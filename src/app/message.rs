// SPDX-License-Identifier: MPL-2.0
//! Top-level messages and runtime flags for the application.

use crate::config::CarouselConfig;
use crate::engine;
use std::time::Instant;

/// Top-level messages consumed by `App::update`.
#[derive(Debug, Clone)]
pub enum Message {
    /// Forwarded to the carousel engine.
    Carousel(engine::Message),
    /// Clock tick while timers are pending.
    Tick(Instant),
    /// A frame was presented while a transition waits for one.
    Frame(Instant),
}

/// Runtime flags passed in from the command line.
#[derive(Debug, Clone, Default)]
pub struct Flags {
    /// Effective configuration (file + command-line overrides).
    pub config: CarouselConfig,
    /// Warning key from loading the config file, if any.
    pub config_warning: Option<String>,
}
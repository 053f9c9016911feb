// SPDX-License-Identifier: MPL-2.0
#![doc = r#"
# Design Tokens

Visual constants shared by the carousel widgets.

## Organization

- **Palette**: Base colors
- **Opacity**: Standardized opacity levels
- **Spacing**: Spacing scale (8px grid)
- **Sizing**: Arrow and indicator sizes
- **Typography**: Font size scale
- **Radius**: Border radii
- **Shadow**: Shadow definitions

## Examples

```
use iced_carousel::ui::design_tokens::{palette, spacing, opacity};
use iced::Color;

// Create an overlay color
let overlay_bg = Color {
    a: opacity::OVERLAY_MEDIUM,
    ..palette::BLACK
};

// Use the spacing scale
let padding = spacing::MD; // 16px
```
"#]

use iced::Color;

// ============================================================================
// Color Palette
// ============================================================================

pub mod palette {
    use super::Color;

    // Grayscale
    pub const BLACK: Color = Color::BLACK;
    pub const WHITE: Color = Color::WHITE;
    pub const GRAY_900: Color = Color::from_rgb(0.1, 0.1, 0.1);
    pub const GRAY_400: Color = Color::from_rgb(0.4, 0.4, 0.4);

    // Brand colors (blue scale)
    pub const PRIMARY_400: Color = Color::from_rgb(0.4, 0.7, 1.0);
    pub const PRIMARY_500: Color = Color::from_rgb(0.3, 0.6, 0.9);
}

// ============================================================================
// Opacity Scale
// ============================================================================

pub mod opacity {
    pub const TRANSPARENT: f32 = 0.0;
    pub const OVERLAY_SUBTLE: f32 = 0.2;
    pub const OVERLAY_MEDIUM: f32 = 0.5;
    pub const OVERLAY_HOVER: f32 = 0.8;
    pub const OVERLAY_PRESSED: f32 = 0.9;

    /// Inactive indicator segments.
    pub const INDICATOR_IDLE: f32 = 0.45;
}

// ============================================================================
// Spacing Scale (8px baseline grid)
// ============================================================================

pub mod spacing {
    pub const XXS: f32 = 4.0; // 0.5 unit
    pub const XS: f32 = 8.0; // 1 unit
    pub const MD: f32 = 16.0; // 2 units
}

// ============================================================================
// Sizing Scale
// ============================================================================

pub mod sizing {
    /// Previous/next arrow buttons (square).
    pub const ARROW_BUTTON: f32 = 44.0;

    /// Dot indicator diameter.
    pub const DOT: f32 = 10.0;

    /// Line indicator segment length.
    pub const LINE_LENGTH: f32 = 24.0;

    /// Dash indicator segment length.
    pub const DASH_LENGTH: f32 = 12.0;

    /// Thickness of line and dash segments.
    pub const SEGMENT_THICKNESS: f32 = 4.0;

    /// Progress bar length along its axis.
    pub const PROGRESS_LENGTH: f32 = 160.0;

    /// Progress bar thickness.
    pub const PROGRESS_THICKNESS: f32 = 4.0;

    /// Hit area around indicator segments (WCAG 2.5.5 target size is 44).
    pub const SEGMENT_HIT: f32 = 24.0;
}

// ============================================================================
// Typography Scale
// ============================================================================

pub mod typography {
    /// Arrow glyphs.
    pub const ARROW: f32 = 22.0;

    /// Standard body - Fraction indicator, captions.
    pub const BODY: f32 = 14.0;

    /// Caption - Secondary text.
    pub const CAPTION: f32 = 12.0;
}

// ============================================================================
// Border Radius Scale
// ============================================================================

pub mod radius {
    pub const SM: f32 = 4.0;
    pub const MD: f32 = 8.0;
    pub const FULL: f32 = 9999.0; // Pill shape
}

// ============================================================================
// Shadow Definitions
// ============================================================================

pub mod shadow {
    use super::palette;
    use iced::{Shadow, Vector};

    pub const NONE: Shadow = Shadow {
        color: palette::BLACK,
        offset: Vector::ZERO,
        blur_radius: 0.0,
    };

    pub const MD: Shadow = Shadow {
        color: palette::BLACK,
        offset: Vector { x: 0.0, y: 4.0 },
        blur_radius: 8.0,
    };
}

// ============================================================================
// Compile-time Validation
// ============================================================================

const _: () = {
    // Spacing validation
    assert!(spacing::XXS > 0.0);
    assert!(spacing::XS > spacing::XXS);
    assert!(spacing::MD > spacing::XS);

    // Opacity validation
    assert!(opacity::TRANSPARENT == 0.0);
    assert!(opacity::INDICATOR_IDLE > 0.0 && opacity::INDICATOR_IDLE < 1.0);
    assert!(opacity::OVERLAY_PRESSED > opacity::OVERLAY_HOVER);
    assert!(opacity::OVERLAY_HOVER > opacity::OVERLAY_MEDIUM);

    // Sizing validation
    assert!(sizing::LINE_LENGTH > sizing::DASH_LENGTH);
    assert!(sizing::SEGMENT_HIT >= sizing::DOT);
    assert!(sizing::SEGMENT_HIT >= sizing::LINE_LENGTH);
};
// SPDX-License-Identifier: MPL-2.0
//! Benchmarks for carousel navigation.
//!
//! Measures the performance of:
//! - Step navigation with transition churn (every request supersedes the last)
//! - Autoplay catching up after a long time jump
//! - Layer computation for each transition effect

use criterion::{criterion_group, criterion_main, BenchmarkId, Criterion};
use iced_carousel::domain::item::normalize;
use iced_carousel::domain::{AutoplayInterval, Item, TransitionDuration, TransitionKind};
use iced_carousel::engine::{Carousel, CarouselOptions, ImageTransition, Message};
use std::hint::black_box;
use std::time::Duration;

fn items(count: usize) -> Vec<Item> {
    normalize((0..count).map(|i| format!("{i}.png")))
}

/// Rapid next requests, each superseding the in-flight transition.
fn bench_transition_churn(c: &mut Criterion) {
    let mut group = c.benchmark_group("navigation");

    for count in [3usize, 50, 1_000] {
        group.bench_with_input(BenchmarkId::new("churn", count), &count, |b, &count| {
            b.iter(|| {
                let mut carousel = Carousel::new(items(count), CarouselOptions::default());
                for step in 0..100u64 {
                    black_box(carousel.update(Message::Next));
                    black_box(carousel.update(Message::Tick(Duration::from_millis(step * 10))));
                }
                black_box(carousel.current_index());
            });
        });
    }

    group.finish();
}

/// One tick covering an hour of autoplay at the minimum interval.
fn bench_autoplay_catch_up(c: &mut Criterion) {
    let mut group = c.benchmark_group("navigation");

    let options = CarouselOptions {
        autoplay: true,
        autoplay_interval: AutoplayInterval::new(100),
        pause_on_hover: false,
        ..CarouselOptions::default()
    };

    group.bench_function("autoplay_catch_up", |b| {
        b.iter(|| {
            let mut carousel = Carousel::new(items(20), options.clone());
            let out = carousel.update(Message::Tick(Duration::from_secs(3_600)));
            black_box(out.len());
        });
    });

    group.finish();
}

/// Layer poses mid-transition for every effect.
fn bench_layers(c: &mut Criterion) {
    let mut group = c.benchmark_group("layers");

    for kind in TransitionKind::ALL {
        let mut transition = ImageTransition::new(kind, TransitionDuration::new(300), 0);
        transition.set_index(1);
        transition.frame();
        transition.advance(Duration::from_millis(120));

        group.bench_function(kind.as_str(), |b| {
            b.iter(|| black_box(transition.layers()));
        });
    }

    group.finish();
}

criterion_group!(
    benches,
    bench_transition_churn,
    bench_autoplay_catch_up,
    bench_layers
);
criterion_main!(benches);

## [Required action]
Starting with the first line of the data above, copy each line exactly until you reach the line with "pub struct Flags"; include that line as well.

## [Task output]
filename src/app/message.rs
// SPDX-License-Identifier: MPL-2.0
//! Top-level messages and runtime flags for the application.

use crate::config::CarouselConfig;
use crate::engine;
use std::time::Instant;

/// Top-level messages consumed by `App::update`.
#[derive(Debug, Clone)]
pub enum Message {
    /// Forwarded to the carousel engine.
    Carousel(engine::Message),
    /// Clock tick while timers are pending.
    Tick(Instant),
    /// A frame was presented while a transition waits for one.
    Frame(Instant),
}

/// Runtime flags passed in from the command line.
#[derive(Debug, Clone, Default)]
pub struct Flags {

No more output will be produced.